Work to complete -> The word "prelude" marks the lines you need; copy each of them from the data.

Source records
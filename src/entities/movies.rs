use sea_orm::entity::prelude::*;

#[derive(Clone, Debug, PartialEq, Eq, DeriveEntityModel)]
#[sea_orm(table_name = "movies")]
pub struct Model {
    #[sea_orm(primary_key)]
    pub id: i32,

    #[sea_orm(unique)]
    pub name: String,

    pub description: String,

    /// Running time in whole minutes.
    pub duration_minutes: i32,

    pub release_date: Date,

    /// Poster path or URL; upload handling lives outside this service.
    pub poster: Option<String>,

    pub created_at: String,
}

#[derive(Copy, Clone, Debug, EnumIter, DeriveRelation)]
pub enum Relation {
    #[sea_orm(has_many = "super::slots::Entity")]
    Slots,
    #[sea_orm(has_many = "super::movie_genres::Entity")]
    MovieGenres,
    #[sea_orm(has_many = "super::movie_languages::Entity")]
    MovieLanguages,
}

impl Related<super::slots::Entity> for Entity {
    fn to() -> RelationDef {
        Relation::Slots.def()
    }
}

impl Related<super::movie_genres::Entity> for Entity {
    fn to() -> RelationDef {
        Relation::MovieGenres.def()
    }
}

impl Related<super::movie_languages::Entity> for Entity {
    fn to() -> RelationDef {
        Relation::MovieLanguages.def()
    }
}

impl Related<super::genres::Entity> for Entity {
    fn to() -> RelationDef {
        super::movie_genres::Relation::Genres.def()
    }
    fn via() -> Option<RelationDef> {
        Some(super::movie_genres::Relation::Movies.def().rev())
    }
}

impl Related<super::languages::Entity> for Entity {
    fn to() -> RelationDef {
        super::movie_languages::Relation::Languages.def()
    }
    fn via() -> Option<RelationDef> {
        Some(super::movie_languages::Relation::Movies.def().rev())
    }
}

impl ActiveModelBehavior for ActiveModel {}
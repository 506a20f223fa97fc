pub use super::bookings::Entity as Bookings;
pub use super::cinemas::Entity as Cinemas;
pub use super::cities::Entity as Cities;
pub use super::genres::Entity as Genres;
pub use super::languages::Entity as Languages;
pub use super::movie_genres::Entity as MovieGenres;
pub use super::movie_languages::Entity as MovieLanguages;
pub use super::movies::Entity as Movies;
pub use super::seats::Entity as Seats;
pub use super::slots::Entity as Slots;
pub use super::tickets::Entity as Tickets;
pub use super::users::Entity as Users;
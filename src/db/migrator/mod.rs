use sea_orm_migration::prelude::*;

mod m20250601_initial;
mod m20250608_ticket_occupancy_index;
mod m20250615_seed_admin_user;

pub struct Migrator;

#[async_trait::async_trait]
impl MigratorTrait for Migrator {
    fn migrations() -> Vec<Box<dyn MigrationTrait>> {
        vec![
            Box::new(m20250601_initial::Migration),
            Box::new(m20250608_ticket_occupancy_index::Migration),
            Box::new(m20250615_seed_admin_user::Migration),
        ]
    }
}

Task response ->
use sea_orm::entity::prelude::*;
use sea_orm_migration::prelude::*;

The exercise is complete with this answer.